Author : Dr. Madhukar Shyam,


Nancy Pelosi, speaker of United States House of Representative visit to Taiwan brought angry reactions from the Chinese Government. This was the first time in 25 years that a high level United States (U.S.) leader visited Taiwan. China consider Taiwan as a core interest like other sovereign territories such as Tibet and Xinjiang. The Joint Communique on the Establishment of Diplomatic Relations was published by the People’s Republic of China (PRC) and the U.S. in December 1978. It states that the U.S. “recognises the PRC’s government as China’s sole legal government” and “acknowledges the Chinese position that there is only “One China and Taiwan is a part of China.”[i]

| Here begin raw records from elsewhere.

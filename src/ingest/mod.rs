mod notification;

use tracing::instrument;

use std::collections::HashSet;

use crate::{
    batch::{self, BatchStatus},
    ledger::{error::LedgerError, *},
    node::NodeClient,
    primitives::{bitcoin::OutPoint, *},
    utxo::*,
};
pub use notification::*;

/// Turns chain notifications into ledger transactions.
#[derive(Clone)]
pub struct EventIngestor {
    ledger: Ledger,
}

impl EventIngestor {
    pub fn new(ledger: Ledger) -> Self {
        Self { ledger }
    }

    #[instrument(
        name = "ingestor.ingest",
        skip(self, notification),
        fields(notification = notification.name(), error, error.level, error.message),
        err
    )]
    pub async fn ingest(
        &self,
        wallet_id: WalletId,
        notification: ChainNotification,
    ) -> Result<IngestOutcome, LedgerError> {
        let mut guard = self.ledger.lock(wallet_id).await?;
        guard.ledger().check_not_halted()?;

        if let ChainNotification::Reorg { invalidated } = &notification {
            let result = match plan_reorg(guard.ledger(), invalidated) {
                Ok(events) => self.ledger.commit(&mut guard, events).await,
                Err(e) => Err(e),
            };
            return match result {
                Ok(sequence) => Ok(outcome(sequence)),
                Err(e) => {
                    let reason = e.to_string();
                    crate::tracing::insert_error_fields(tracing::Level::ERROR, &reason);
                    tracing::error!(%wallet_id, %reason, "reorg compensation failed, halting wallet");
                    guard.halt(reason.clone());
                    Err(LedgerError::ReorgCompensationFailure { wallet_id, reason })
                }
            };
        }

        let result = match plan(guard.ledger(), &notification) {
            Ok(events) => self.ledger.commit(&mut guard, events).await,
            Err(e) => Err(e),
        };
        match result {
            Ok(sequence) => Ok(outcome(sequence)),
            Err(e) if e.is_stale_notification() => {
                tracing::warn!(%wallet_id, error = %e, "dropping notification");
                Ok(IngestOutcome::Dropped {
                    reason: e.to_string(),
                })
            }
            Err(e) => Err(e),
        }
    }

    /// Queries the node before taking the wallet lock.
    #[instrument(name = "ingestor.sync_tip", skip(self, node), err)]
    pub async fn sync_tip(
        &self,
        wallet_id: WalletId,
        node: &dyn NodeClient,
    ) -> Result<IngestOutcome, LedgerError> {
        let height = node.tip_height().await?;
        self.ingest(wallet_id, ChainNotification::TipAdvanced { height })
            .await
    }
}

fn outcome(sequence: Option<u64>) -> IngestOutcome {
    match sequence {
        Some(sequence) => IngestOutcome::Applied { sequence },
        None => IngestOutcome::Unchanged,
    }
}

fn tip_update(ledger: &WalletLedger, height: u32) -> Option<LedgerEvent> {
    match ledger.chain_tip() {
        Some(tip) if tip >= height => None,
        _ => Some(LedgerEvent::ChainTipUpdated { height }),
    }
}

fn plan(
    ledger: &WalletLedger,
    notification: &ChainNotification,
) -> Result<Vec<LedgerEvent>, LedgerError> {
    let mut events = Vec::new();
    match notification {
        ChainNotification::OutputDetected {
            outpoint,
            value,
            derivation_path,
            block_height,
        } => {
            events.push(
                UtxoEvent::Detected {
                    outpoint: *outpoint,
                    value: *value,
                    derivation_path: derivation_path.clone(),
                    block_height: *block_height,
                }
                .into(),
            );
            if let Some(block_height) = block_height {
                events.push(
                    UtxoEvent::ConfirmationAdvanced {
                        outpoint: *outpoint,
                        block_height: *block_height,
                    }
                    .into(),
                );
                events.extend(tip_update(ledger, *block_height));
            }
        }
        ChainNotification::OutputConfirmed {
            outpoint,
            block_height,
        } => {
            events.push(
                UtxoEvent::ConfirmationAdvanced {
                    outpoint: *outpoint,
                    block_height: *block_height,
                }
                .into(),
            );
            events.extend(tip_update(ledger, *block_height));
        }
        ChainNotification::TipAdvanced { height } => {
            events.push(LedgerEvent::ChainTipUpdated { height: *height });
        }
        ChainNotification::SpendConfirmed { txid, block_height } => {
            // spends of transactions we did not build are not ours to track
            if let Some(batch) = ledger.batch_by_txid(*txid) {
                events.push(LedgerEvent::BatchConfirmed {
                    batch_id: batch.id,
                    block_height: *block_height,
                });
                events.extend(tip_update(ledger, *block_height));
            }
        }
        ChainNotification::Reorg { invalidated } => return plan_reorg(ledger, invalidated),
    }
    Ok(events)
}

/// Plans against a staged copy so that several invalidated inputs of the
/// same batch are compensated one after the other.
fn plan_reorg(
    ledger: &WalletLedger,
    invalidated: &[OutPoint],
) -> Result<Vec<LedgerEvent>, LedgerError> {
    let mut staged = ledger.clone();
    let mut events = Vec::new();
    let mut seen = HashSet::new();
    for outpoint in invalidated.iter().filter(|o| seen.insert(**o)) {
        let utxo = match staged.utxo(*outpoint) {
            Some(utxo) if utxo.state != UtxoState::Invalidated => utxo,
            _ => continue,
        };
        let mut step = Vec::with_capacity(2);
        if let Some(batch_id) = utxo.batch_id {
            step.push(LedgerEvent::ReorgCompensated {
                outpoint: *outpoint,
                compensation: compensation(&staged, batch_id, *outpoint)?,
            });
        }
        step.push(UtxoEvent::Invalidated { outpoint: *outpoint }.into());
        for event in step.iter() {
            staged.apply_event(event)?;
        }
        events.extend(step);
    }
    Ok(events)
}

fn compensation(
    ledger: &WalletLedger,
    batch_id: BatchId,
    lost: OutPoint,
) -> Result<BatchCompensation, LedgerError> {
    let batch = ledger
        .batch(batch_id)
        .filter(|b| b.status != BatchStatus::Cancelled)
        .ok_or_else(|| LedgerError::ReorgCompensationFailure {
            wallet_id: ledger.wallet_id(),
            reason: format!("utxo {lost} is held by unknown or cancelled batch {batch_id}"),
        })?;
    let remaining: Vec<_> = batch
        .inputs
        .iter()
        .filter(|input| **input != lost)
        .filter_map(|input| ledger.utxo_value(input).map(|value| (*input, value)))
        .collect();
    let compensation = match batch::fund(
        &remaining,
        batch.total_payouts(),
        batch.payouts.len(),
        batch.fee_rate(),
    ) {
        Some(funding) => BatchCompensation::Reopened {
            batch_id,
            remaining_inputs: funding.inputs,
            estimated_fee: funding.fee,
            change: funding.change,
        },
        None => BatchCompensation::Dissolved {
            batch_id,
            released_inputs: remaining.into_iter().map(|(outpoint, _)| outpoint).collect(),
        },
    };
    Ok(compensation)
}
mod config;
pub mod error;
mod file;
mod pg;

use async_trait::async_trait;

use std::sync::Arc;

use crate::{ledger::LedgerEntry, primitives::WalletId};
pub use config::*;
use error::EventLogError;
pub use file::*;
pub use pg::*;

/// Append-only, per-wallet store of committed ledger entries.
#[async_trait]
pub trait EventLog: Send + Sync {
    /// Durably appends `entry`. Returns only once the entry would survive a crash.
    async fn append(&self, wallet_id: WalletId, entry: &LedgerEntry) -> Result<(), EventLogError>;

    /// All entries of a wallet in sequence order.
    async fn load(&self, wallet_id: WalletId) -> Result<Vec<LedgerEntry>, EventLogError>;

    async fn wallet_ids(&self) -> Result<Vec<WalletId>, EventLogError>;
}

pub async fn init(config: &EventLogConfig) -> Result<Arc<dyn EventLog>, EventLogError> {
    let log: Arc<dyn EventLog> = match config {
        EventLogConfig::File { path } => Arc::new(FileEventLog::open(path).await?),
        EventLogConfig::Postgres {
            pg_con,
            max_connections,
        } => Arc::new(PgEventLog::connect(pg_con, *max_connections).await?),
    };
    Ok(log)
}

During a news conference, the U.S. House speaker advised not to use force against Taiwan, indicating that the US supports the status quo between Taipei and Beijing. In this case, the status quo means that Taiwan will continue to enjoy democratic freedom without being subjected to outside pressure. Nancy Pelosi also said, “America’s support to Taiwan is necessary now more than ever, and that’s the message we bring in today.”[ii] Because the U.S.’s previous position has not changed, then, why is China concerned about the U.S speaker’s visit ? In order to understand this basic concern, I would like to point out some key aspects of this crisis. The points are categorised under sub-heading – Why is China worried about Nancy Pelosi’s visit to Taiwan?

  1. Although the US Speaker’s visit was unclear and not officially publicised, there were speculation about the visit. Chinese officials registered their explicit objections about her visit since it was not officially disclosed.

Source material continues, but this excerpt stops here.